Wednesday 14 September 2011

Hindi For Foreigners, English for Indians-Be proud of your mother tongue.

'Hindi For Foreigners, English for Indians'.

This is the proposed title of a book I am working on, the draft is almost completed. It consist of mostly the lessons I prepared to teach foreigners. While teaching these lessons to the foreigners (mostly from UK and some from Arab) I learnt so many fascinating facts about the language which I had never thought and was unaware of  and believe me they made me feel proud of knowing the language. My first mentee to learn Hindi was Phillip, a man from London who knew a bit of Bengali.He was in his 50s when he approached me to learn Hindi. For me it was the first experience to teach my mother tongue to a foreigner. I took it lightly and started preparing lessons for him, but  to my surprise it was tough.. very tough....right form alphabets to phonetics to sounds, required a thorough preparation as Hindi is a phonetic language with aspirated and nasalized sounds whereas English is different in all these aspects. I searched, researched and learnt about it and the first lesson is done. As it was my first experience and probably one of its kind in Bhopal as there are no institutions that provides Hindi learnig classes, it was difficult for me to decide how much should I be charging for the classes and as always I discussed it with my family but not that happy with the response, my family underestimated the worth of their own language, their mother tongue and asked me to charge very low saying 'you are not teaching English, you are teaching Hindi', I was taken aback and told them the importance of Hindi in terms of its richness. I explained them that Hindi language is so very rich if you look at the script, the phonetics and the sounds and a special mention of the culmination of various other languages like Persian, Arabic etc.
And above all the feeling of pride that one must associate with the mother tongue. South Indians are a good example of that, they feel proud to speak the regional language of their region may it be Telugu or Tamil, they place it above the National Language.

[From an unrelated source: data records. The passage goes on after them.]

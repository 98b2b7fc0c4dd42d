mod collect;

use std::path::PathBuf;

use clap::{Parser, Subcommand};
use tracing_subscriber::EnvFilter;
use venuescout_core::{load_categories, AppConfig, CategoryTable};

#[derive(Debug, Parser)]
#[command(name = "venuescout")]
#[command(about = "Venue discovery over the Google Places API")]
struct Cli {
    #[command(subcommand)]
    command: Option<Commands>,
}

#[derive(Debug, Subcommand)]
enum Commands {
    /// List the venue categories and the queries they search for
    Categories,
    /// Collect every venue for one category and export it
    Collect {
        /// Category label, matched case-insensitively (e.g. "Padel")
        #[arg(long)]
        category: String,

        /// Ignore the page ceiling; stop only when results run out or the
        /// record ceiling is reached
        #[arg(long)]
        all: bool,

        /// CSV destination (defaults to venues_export_<date>.csv)
        #[arg(long, conflicts_with = "json")]
        output: Option<PathBuf>,

        /// Print the venues as JSON on stdout instead of writing CSV
        #[arg(long)]
        json: bool,
    },
}

#[tokio::main]
async fn main() -> anyhow::Result<()> {
    // Parse before touching the environment so `--help` works on a broken setup.
    let cli = Cli::parse();
    let Some(command) = cli.command else {
        println!("venuescout: try `venuescout --help`");
        return Ok(());
    };

    dotenvy::dotenv().ok();
    let config = venuescout_core::load_app_config()?;
    let env_filter = EnvFilter::try_from_default_env()
        .or_else(|_| EnvFilter::try_new(config.log_level.clone()))?;
    tracing_subscriber::fmt()
        .with_env_filter(env_filter)
        .with_writer(std::io::stderr)
        .init();

    let categories = category_table(&config)?;

    match command {
        Commands::Categories => {
            for category in categories.iter() {
                println!("{:<24} {}", category.label, category.query);
            }
        }
        Commands::Collect {
            category,
            all,
            output,
            json,
        } => {
            let category = categories.resolve(&category)?;
            let format = if json {
                collect::OutputFormat::Json
            } else {
                collect::OutputFormat::Csv(output)
            };
            collect::run_collect(&config, category, all, format).await?;
        }
    }

    Ok(())
}

fn category_table(config: &AppConfig) -> anyhow::Result<CategoryTable> {
    Ok(match &config.categories_path {
        Some(path) => load_categories(path)?,
        None => CategoryTable::builtin(),
    })
}
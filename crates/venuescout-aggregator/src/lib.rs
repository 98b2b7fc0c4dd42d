//! Pagination, deduplication and enrichment of venue searches.
//!
//! An [`Aggregator`] drives one category search at a time against a
//! [`venuescout_core::VenueSource`]: pages are fetched sequentially, records
//! are deduplicated by id, new records are enriched in bounded concurrent
//! batches, and the accumulated set is disclosed either after every page or
//! only once the run ends.

pub mod constraints;
pub mod engine;
pub mod error;
pub mod registry;
pub mod snapshot;
pub mod state;
pub mod venue_set;

pub use constraints::{Constraints, SearchArea};
pub use engine::{Aggregator, RunHandle};
pub use error::AggregateError;
pub use registry::{RunRegistry, RunToken};
pub use snapshot::{ResumePoint, RunOutcome, RunPhase, RunSnapshot};
pub use state::{RunState, Termination};
pub use venue_set::VenueSet;
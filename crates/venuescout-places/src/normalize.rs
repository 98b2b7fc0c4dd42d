//! Normalization from places API wire types to the source-neutral records in
//! [`venuescout_core::source`].
//!
//! Photo references are turned into display URLs by a caller-supplied
//! function so this module stays free of client state.

use venuescout_core::{Coordinate, PhotoRef, RawResult, VenueDetails, WeeklyHours};

use crate::types::{Geometry, PlaceDetailsResult, PlacePhoto, PlaceResult};

/// Normalizes one search result. Returns `None` for records without a
/// `place_id`, which cannot be deduplicated or enriched.
pub fn normalize_result<F>(result: PlaceResult, photo_url: F) -> Option<RawResult>
where
    F: Fn(&str) -> String,
{
    let Some(id) = result.place_id.filter(|id| !id.trim().is_empty()) else {
        tracing::warn!(
            name = result.name.as_deref().unwrap_or("<unnamed>"),
            "search result has no place_id, skipping"
        );
        return None;
    };

    Some(RawResult {
        name: result
            .name
            .filter(|n| !n.trim().is_empty())
            .unwrap_or_else(|| id.clone()),
        id,
        rating: valid_rating(result.rating),
        location: result.geometry.as_ref().map(to_coordinate),
        address: result.formatted_address.or(result.vicinity),
        photos: to_photos(result.photos, &photo_url),
    })
}

/// Normalizes a details payload.
pub fn normalize_details<F>(details: PlaceDetailsResult, photo_url: F) -> VenueDetails
where
    F: Fn(&str) -> String,
{
    VenueDetails {
        name: details.name,
        rating: valid_rating(details.rating),
        location: details.geometry.as_ref().map(to_coordinate),
        address: details.formatted_address,
        website: details.website,
        maps_url: details.url,
        photos: to_photos(details.photos, &photo_url),
        description: details.editorial_summary.and_then(|s| s.overview),
        opening_hours: details
            .opening_hours
            .filter(|h| !h.weekday_text.is_empty())
            .map(|h| WeeklyHours::from_weekday_text(&h.weekday_text)),
    }
}

fn to_coordinate(geometry: &Geometry) -> Coordinate {
    Coordinate::new(geometry.location.lat, geometry.location.lng)
}

/// Ratings are on a 0–5 scale; anything else is treated as unrated.
fn valid_rating(rating: Option<f64>) -> Option<f64> {
    rating.filter(|r| r.is_finite() && (0.0..=5.0).contains(r))
}

fn to_photos<F>(photos: Vec<PlacePhoto>, photo_url: &F) -> Vec<PhotoRef>
where
    F: Fn(&str) -> String,
{
    photos
        .into_iter()
        .filter(|p| !p.photo_reference.is_empty())
        .map(|p| PhotoRef {
            url: photo_url(&p.photo_reference),
            reference: p.photo_reference,
        })
        .collect()
}

#[cfg(test)]
#[path = "normalize_test.rs"]
mod tests;
use axum::{
    extract::{Query, State},
    http::{header, HeaderMap, HeaderValue},
    response::{IntoResponse, Response},
    Extension,
};
use reqwest::Url;
use serde::Deserialize;

use crate::middleware::RequestId;

use super::{ApiError, AppState};

const DOWNLOAD_DISPOSITION: &str = "attachment; filename=\"venue_photo.jpg\"";

#[derive(Debug, Deserialize)]
pub(super) struct PhotoQuery {
    pub url: String,
    #[serde(default)]
    pub download: bool,
}

/// Fetches a venue photo and re-serves it as JPEG, optionally as a download.
pub(super) async fn proxy_photo(
    State(state): State<AppState>,
    Extension(req_id): Extension<RequestId>,
    Query(query): Query<PhotoQuery>,
) -> Result<Response, ApiError> {
    let url = Url::parse(&query.url)
        .map_err(|_| ApiError::new(req_id.0.clone(), "bad_request", "invalid photo URL"))?;
    if !is_allowed_photo_host(&url, &state.config.places_base_url) {
        return Err(ApiError::new(
            req_id.0,
            "bad_request",
            "photo host is not allowed",
        ));
    }

    let upstream_error = |message: String| ApiError::new(req_id.0.clone(), "upstream_error", message);

    let response = state.http.get(url).send().await.map_err(|e| {
        let e = e.without_url();
        tracing::warn!(error = %e, "photo fetch failed");
        upstream_error(format!("photo fetch failed: {e}"))
    })?;
    let status = response.status();
    if !status.is_success() {
        tracing::warn!(status = status.as_u16(), "photo host rejected request");
        return Err(upstream_error(format!(
            "photo host returned HTTP {}",
            status.as_u16()
        )));
    }
    let bytes = response.bytes().await.map_err(|e| {
        let e = e.without_url();
        tracing::warn!(error = %e, "photo body read failed");
        upstream_error(format!("photo fetch failed: {e}"))
    })?;

    let mut headers = HeaderMap::new();
    headers.insert(header::CONTENT_TYPE, HeaderValue::from_static("image/jpeg"));
    if query.download {
        headers.insert(
            header::CONTENT_DISPOSITION,
            HeaderValue::from_static(DOWNLOAD_DISPOSITION),
        );
    }
    Ok((headers, bytes).into_response())
}

/// Only the configured places host and Google's photo CDN are proxied.
fn is_allowed_photo_host(url: &Url, places_base_url: &str) -> bool {
    if !matches!(url.scheme(), "http" | "https") {
        return false;
    }
    let Some(host) = url.host_str() else {
        return false;
    };
    let places_host = Url::parse(places_base_url)
        .ok()
        .and_then(|base| base.host_str().map(str::to_owned));

    places_host.as_deref() == Some(host)
        || host == "googleusercontent.com"
        || host.ends_with(".googleusercontent.com")
}
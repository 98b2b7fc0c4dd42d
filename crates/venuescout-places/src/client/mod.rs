//! HTTP client for the Google Places web service (text search, details, photos).

use std::time::Duration;

use reqwest::{Client, Url};
use serde::de::DeserializeOwned;

use venuescout_core::{AppConfig, SearchRequest};

use crate::error::PlacesError;
use crate::retry::retry_with_backoff;
use crate::status::PlacesStatus;
use crate::types::{DetailsResponse, PlaceDetailsResult, TextSearchResponse};

const DEFAULT_BASE_URL: &str = "https://maps.googleapis.com/maps/api/place";

/// Fields requested from the details endpoint. Billing is per field group,
/// so this stays limited to what a venue needs.
pub(crate) const DETAIL_FIELDS: &str =
    "place_id,name,rating,url,website,formatted_address,geometry,photos,editorial_summary,opening_hours";

const DEFAULT_PHOTO_MAX_WIDTH: u32 = 400;

/// Client for the places API.
///
/// Use [`PlacesClient::new`] for production or [`PlacesClient::with_base_url`]
/// to point at a mock server in tests. Envelope statuses are checked on every
/// response; non-success statuses surface as [`PlacesError::Rejected`].
pub struct PlacesClient {
    client: Client,
    api_key: String,
    base_url: Url,
    max_retries: u32,
    backoff_base_ms: u64,
    photo_max_width: u32,
}

impl PlacesClient {
    /// Creates a client pointed at the production places API, with retries off.
    ///
    /// # Errors
    ///
    /// Returns [`PlacesError::Http`] if the underlying `reqwest::Client`
    /// cannot be constructed.
    pub fn new(api_key: &str, timeout_secs: u64, user_agent: &str) -> Result<Self, PlacesError> {
        Self::with_base_url(api_key, timeout_secs, user_agent, DEFAULT_BASE_URL)
    }

    /// Creates a client with a custom base URL (for testing with wiremock).
    ///
    /// # Errors
    ///
    /// Returns [`PlacesError::Http`] if the `reqwest::Client` cannot be built,
    /// [`PlacesError::InvalidBaseUrl`] if `base_url` does not parse as an
    /// absolute URL, or [`PlacesError::MissingApiKey`] for a blank key.
    pub fn with_base_url(
        api_key: &str,
        timeout_secs: u64,
        user_agent: &str,
        base_url: &str,
    ) -> Result<Self, PlacesError> {
        if api_key.trim().is_empty() {
            return Err(PlacesError::MissingApiKey);
        }

        let parsed = Url::parse(base_url).map_err(|e| PlacesError::InvalidBaseUrl {
            base_url: base_url.to_owned(),
            reason: e.to_string(),
        })?;
        if parsed.cannot_be_a_base() {
            return Err(PlacesError::InvalidBaseUrl {
                base_url: base_url.to_owned(),
                reason: "URL cannot carry path segments".to_owned(),
            });
        }

        let client = Client::builder()
            .timeout(Duration::from_secs(timeout_secs))
            .connect_timeout(Duration::from_secs(10))
            .user_agent(user_agent)
            .build()?;

        Ok(Self {
            client,
            api_key: api_key.to_owned(),
            base_url: parsed,
            max_retries: 0,
            backoff_base_ms: 0,
            photo_max_width: DEFAULT_PHOTO_MAX_WIDTH,
        })
    }

    /// Builds a client from application config: base URL, timeout, user agent,
    /// retry policy and photo width.
    ///
    /// # Errors
    ///
    /// Returns [`PlacesError::MissingApiKey`] when no key is configured, or any
    /// error from [`PlacesClient::with_base_url`].
    pub fn from_app_config(config: &AppConfig) -> Result<Self, PlacesError> {
        let api_key = config
            .require_api_key()
            .map_err(|_| PlacesError::MissingApiKey)?;
        Ok(Self::with_base_url(
            api_key,
            config.request_timeout_secs,
            &config.user_agent,
            &config.places_base_url,
        )?
        .with_retry(config.max_retries, config.retry_backoff_base_ms)
        .with_photo_max_width(config.photo_max_width))
    }

    /// Enables retries: up to `max_retries` extra attempts on transient errors.
    #[must_use]
    pub fn with_retry(mut self, max_retries: u32, backoff_base_ms: u64) -> Self {
        self.max_retries = max_retries;
        self.backoff_base_ms = backoff_base_ms;
        self
    }

    #[must_use]
    pub fn with_photo_max_width(mut self, photo_max_width: u32) -> Self {
        self.photo_max_width = photo_max_width.max(1);
        self
    }

    /// Runs one text-search request. `page_token = None` asks for page one.
    ///
    /// `ZERO_RESULTS` is returned as a normal (empty) response.
    ///
    /// # Errors
    ///
    /// - [`PlacesError::Rejected`] for any other non-`OK` status.
    /// - [`PlacesError::Http`] / [`PlacesError::UnexpectedStatus`] on transport failure.
    /// - [`PlacesError::Deserialize`] if the body is not the expected shape.
    pub async fn text_search(
        &self,
        request: &SearchRequest,
        page_token: Option<&str>,
    ) -> Result<TextSearchResponse, PlacesError> {
        let location = request.center.to_query_value();
        let radius = request.radius_m.to_string();
        let mut params = vec![
            ("query", request.query.as_str()),
            ("location", location.as_str()),
            ("radius", radius.as_str()),
        ];
        if let Some(token) = page_token {
            params.push(("pagetoken", token));
        }

        let url = self.build_url("textsearch/json", &params);
        let context = format!("textsearch(query={})", request.query);
        self.get_envelope::<TextSearchResponse, _>(url, &context, |r| {
            accept_status(&r.status, r.error_message.as_deref(), true)
        })
        .await
    }

    /// Fetches the configured detail fields for one place.
    ///
    /// # Errors
    ///
    /// - [`PlacesError::Rejected`] for any non-`OK` status (including `NOT_FOUND`).
    /// - [`PlacesError::Http`] / [`PlacesError::UnexpectedStatus`] on transport failure.
    /// - [`PlacesError::Deserialize`] if the body is malformed or lacks `result`.
    pub async fn place_details(&self, place_id: &str) -> Result<PlaceDetailsResult, PlacesError> {
        let url = self.build_url(
            "details/json",
            &[("place_id", place_id), ("fields", DETAIL_FIELDS)],
        );
        let context = format!("details(place_id={place_id})");
        let response = self
            .get_envelope::<DetailsResponse, _>(url, &context, |r| {
                accept_status(&r.status, r.error_message.as_deref(), false)
            })
            .await?;

        response.result.ok_or_else(|| PlacesError::Deserialize {
            context,
            source: <serde_json::Error as serde::de::Error>::missing_field("result"),
        })
    }

    /// Display URL for a photo reference, sized to the configured max width.
    #[must_use]
    pub fn photo_url(&self, photo_reference: &str) -> String {
        let width = self.photo_max_width.to_string();
        self.build_url(
            "photo",
            &[("maxwidth", &width), ("photo_reference", photo_reference)],
        )
        .to_string()
    }

    /// Builds an endpoint URL with the API key and percent-encoded parameters.
    fn build_url(&self, endpoint: &str, extra: &[(&str, &str)]) -> Url {
        let mut url = self.base_url.clone();
        if let Ok(mut segments) = url.path_segments_mut() {
            segments.pop_if_empty().extend(endpoint.split('/'));
        }
        {
            let mut pairs = url.query_pairs_mut();
            pairs.append_pair("key", &self.api_key);
            for (k, v) in extra {
                pairs.append_pair(k, v);
            }
        }
        url
    }

    /// GETs `url`, asserts a 2xx status, decodes the body as `T` and runs the
    /// envelope status check, retrying the whole sequence on transient errors.
    async fn get_envelope<T, C>(&self, url: Url, context: &str, check: C) -> Result<T, PlacesError>
    where
        T: DeserializeOwned,
        C: Fn(&T) -> Result<(), PlacesError>,
    {
        let endpoint = url.path().to_owned();
        retry_with_backoff(self.max_retries, self.backoff_base_ms, || {
            let url = url.clone();
            let endpoint = endpoint.clone();
            let check = &check;
            async move {
                let response = self
                    .client
                    .get(url)
                    .header(reqwest::header::ACCEPT, "application/json")
                    .send()
                    .await
                    .map_err(|e| PlacesError::Http(e.without_url()))?;

                let status = response.status();
                if !status.is_success() {
                    return Err(PlacesError::UnexpectedStatus {
                        status: status.as_u16(),
                        endpoint,
                    });
                }

                let body = response
                    .text()
                    .await
                    .map_err(|e| PlacesError::Http(e.without_url()))?;
                let parsed =
                    serde_json::from_str::<T>(&body).map_err(|e| PlacesError::Deserialize {
                        context: context.to_owned(),
                        source: e,
                    })?;
                check(&parsed)?;
                Ok(parsed)
            }
        })
        .await
    }
}

/// `OK` always passes; `ZERO_RESULTS` passes only where an empty answer is
/// meaningful (search).
fn accept_status(
    status: &PlacesStatus,
    message: Option<&str>,
    allow_zero_results: bool,
) -> Result<(), PlacesError> {
    match status {
        PlacesStatus::Ok => Ok(()),
        PlacesStatus::ZeroResults if allow_zero_results => Ok(()),
        other => Err(PlacesError::Rejected {
            status: other.clone(),
            message: message.map(str::to_owned),
        }),
    }
}

#[cfg(test)]
#[path = "../client_test.rs"]
mod tests;
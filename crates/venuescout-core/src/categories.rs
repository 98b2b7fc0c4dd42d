use std::collections::HashSet;
use std::path::Path;

use serde::{Deserialize, Serialize};

use crate::{ConfigError, CoreError};

/// A user-facing category label and the provider query string it searches for.
#[derive(Debug, Clone, PartialEq, Eq, Serialize, Deserialize)]
pub struct Category {
    pub label: String,
    pub query: String,
}

const BUILTIN: &[(&str, &str)] = &[
    ("Bowling", "bowling alley"),
    ("Combat Sports", "martial arts|boxing gym|mma gym"),
    ("Football", "football field|soccer field"),
    ("Golf", "golf course|driving range"),
    (
        "Gym",
        "fitness center|health club|gymnasium -yoga -pilates -boxing -mma -martial -combat",
    ),
    ("Horse Riding", "horse riding|equestrian center|stables"),
    ("Massage Studio", "massage studio|massage therapist"),
    ("Padel", "padel court"),
    ("Paintball", "paintball field"),
    ("Pilates", "pilates studio"),
    ("Spa & Wellness Centers", "spa|wellness center"),
    ("Squash", "squash court"),
    ("Tennis", "tennis court"),
    ("Yoga", "yoga studio"),
];

/// Ordered category → query table. Labels are unique (case-insensitively).
#[derive(Debug, Clone, PartialEq, Eq)]
pub struct CategoryTable {
    categories: Vec<Category>,
}

#[derive(Debug, Deserialize)]
struct CategoriesFile {
    categories: Vec<Category>,
}

impl CategoryTable {
    /// Validates and wraps a list of categories.
    ///
    /// # Errors
    ///
    /// Returns [`ConfigError::Validation`] for an empty table, a blank label
    /// or query, or a duplicate label.
    pub fn new(categories: Vec<Category>) -> Result<Self, ConfigError> {
        if categories.is_empty() {
            return Err(ConfigError::Validation(
                "category table must not be empty".to_string(),
            ));
        }

        let mut seen = HashSet::new();
        for category in &categories {
            if category.label.trim().is_empty() {
                return Err(ConfigError::Validation(
                    "category label must be non-empty".to_string(),
                ));
            }
            if category.query.trim().is_empty() {
                return Err(ConfigError::Validation(format!(
                    "category '{}' has an empty query",
                    category.label
                )));
            }
            if !seen.insert(category.label.to_lowercase()) {
                return Err(ConfigError::Validation(format!(
                    "duplicate category label: '{}'",
                    category.label
                )));
            }
        }

        Ok(Self { categories })
    }

    /// The table the application ships with.
    #[must_use]
    pub fn builtin() -> Self {
        Self {
            categories: BUILTIN
                .iter()
                .map(|(label, query)| Category {
                    label: (*label).to_owned(),
                    query: (*query).to_owned(),
                })
                .collect(),
        }
    }

    /// Looks a label up, ignoring ASCII case and surrounding whitespace.
    ///
    /// # Errors
    ///
    /// Returns [`CoreError::UnknownCategory`] if no entry matches.
    pub fn resolve(&self, label: &str) -> Result<&Category, CoreError> {
        let needle = label.trim();
        self.categories
            .iter()
            .find(|c| c.label.eq_ignore_ascii_case(needle))
            .ok_or_else(|| CoreError::UnknownCategory(needle.to_owned()))
    }

    pub fn iter(&self) -> impl Iterator<Item = &Category> {
        self.categories.iter()
    }

    #[must_use]
    pub fn len(&self) -> usize {
        self.categories.len()
    }

    #[must_use]
    pub fn is_empty(&self) -> bool {
        self.categories.is_empty()
    }
}

impl Default for CategoryTable {
    fn default() -> Self {
        Self::builtin()
    }
}

/// Load and validate a category table from a YAML file of the form
/// `categories: [{ label, query }, ...]`.
///
/// # Errors
///
/// Returns `ConfigError` if the file cannot be read, parsed, or fails validation.
pub fn load_categories(path: &Path) -> Result<CategoryTable, ConfigError> {
    let content = std::fs::read_to_string(path).map_err(|e| ConfigError::CategoriesFileIo {
        path: path.display().to_string(),
        source: e,
    })?;

    let file: CategoriesFile =
        serde_yaml::from_str(&content).map_err(ConfigError::CategoriesFileParse)?;

    CategoryTable::new(file.categories)
}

Don't want to indulge into that debate of imposing Hindi language over them but one thing that must be appreciated is the way they have developed themselves in terms of education and technology. There, the regional language has never been an obstacle in their growth unlike many under developed states of the country e.g M.P. where you find a huge gap of talent just because they cannot speak good English. From the elementary level, regional language is taugh in South and there is an absolute freedom to innovate and produce research papers in the local language whereas here I have seen it for myself , a lot of deserving candidates lag behind just because they are poor in English Communication.People here write 'poor communication in English' as their weakness and which is of course is the very accepted concept.

'Poor in Communication' is our weakness not 'Poor in English Communication'. We must be proud to speak Hindi and have a clear stream of thought in order to innovate, invent and evolve.

What matters the most is the sense of pride.